With sovereign neglect, knowing the time for action is already passed – or that it must be given to others to act, to follow his example, Debord, the old revolutionary sets the following quotation at the beginning of his book:
Why ask me of my lineage? Men come and go as leaves year by year upon the trees. Those of autumn the wind sheds upon the ground, but when the season of spring returns the forest buds forth with fresh vines. Even so is it with the generations of humankind, the new spring up as the old are passing away.
That from the Iliad, book VI. And above it, from a dictionary:
Panegyric expresses more than eulogy. Eulogy no doubt includes praise of the person, but it does not exclude a certain criticism, a certain blame. Panegyric entails neither blame nor criticism.
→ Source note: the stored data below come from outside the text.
//! Permission gate state and transitions

use std::sync::Arc;

use serde::{Deserialize, Serialize};
use tracing::{info, warn};

use crate::error::{CaptureError, SessionError};
use crate::notify::{Notice, Notifier, Severity};

use super::capture::CapturePermission;

/// Whether the user has granted microphone access
#[derive(Debug, Clone, Copy, PartialEq, Eq, Default, Serialize, Deserialize)]
#[serde(rename_all = "snake_case")]
pub enum PermissionState {
    #[default]
    Unrequested,
    Granted,
    Denied,
}

impl std::fmt::Display for PermissionState {
    fn fmt(&self, f: &mut std::fmt::Formatter<'_>) -> std::fmt::Result {
        match self {
            PermissionState::Unrequested => write!(f, "Unrequested"),
            PermissionState::Granted => write!(f, "Granted"),
            PermissionState::Denied => write!(f, "Denied"),
        }
    }
}

/// Mediates access to the capture device
pub struct PermissionGate {
    state: PermissionState,
    capture: Arc<dyn CapturePermission>,
    notifier: Arc<dyn Notifier>,
}

impl PermissionGate {
    pub fn new(capture: Arc<dyn CapturePermission>, notifier: Arc<dyn Notifier>) -> Self {
        Self {
            state: PermissionState::Unrequested,
            capture,
            notifier,
        }
    }

    /// Get the current permission state
    pub fn state(&self) -> PermissionState {
        self.state
    }

    pub fn is_granted(&self) -> bool {
        self.state == PermissionState::Granted
    }

    /// The capability to ask; its answer goes to [`Self::record_outcome`]
    pub fn capture(&self) -> Arc<dyn CapturePermission> {
        Arc::clone(&self.capture)
    }

    /// Apply the answer to a capture request.
    ///
    /// Never fails: the outcome is reported through a notice and the
    /// returned state. Denial can be retried by asking again.
    pub fn record_outcome(&mut self, result: Result<(), CaptureError>) -> PermissionState {
        let previous = self.state;

        match result {
            Ok(()) => {
                self.state = PermissionState::Granted;
                info!(from = %previous, "microphone permission granted");
                self.notifier.notify(Notice::new(
                    "Microphone access granted",
                    "You can now start a conversation.",
                    Severity::Success,
                ));
            }
            Err(e) => {
                self.state = PermissionState::Denied;
                let err = SessionError::from(e);
                warn!(from = %previous, error = %err, "microphone permission denied");
                self.notifier.notify(Notice::new(
                    "Microphone access denied",
                    err.to_string(),
                    Severity::Error,
                ));
            }
        }

        self.state
    }
}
So Panegyric, the book. With what sovereign neglect is it written! How close to death, pressed up against it! A serene book – a neglectful one, sovereignly seizing upon this or that detail to let speak the whole. Why that detail, that episode? Why write of that? But with it the whole shines forward. As though the book were riding forward and we readers looked out ahead over the open sea. Open: a book that looks back as it looks forward. From volume 2, part 2, this unattributed quotation:
All revolutions run into history, yet history is not full; unto the place from whence the rivers of revolution come, thither they return again.
But I should say, reading both volumes, that there are barely even episodes, barely details – only a general telling, a great swelling of the narrative voice, even if what is told is done so briefly, swiftly, as in an ancient epic.
Among the small number of things that I have liked and known how to do well, what I have assuredly known how to do best is drink. Although I have read a lot, I have drunk a lot more. I have written much less than most people who write, but I have drunk much more than most people who drink.
I would like to quote the whole of this famous chapter, but it will suffice to note here that it was perhaps drinking that carried Debord forward, that held him out ahead of the others, over the open sea. The drinker becomes interplanetary, writes Duras somewhere. Drink until neglect claims you, and you are a God. Drink until you sovereignly stand ahead of your time, at its prow. Doesn’t Debord say elsewhere that his ideas did not have to catch up with time, but that time had to catch up with them? In Panegyric, he is ahead of us still. Ahead – but also at the head of all waters, there where revolution gathers itself, regathers itself.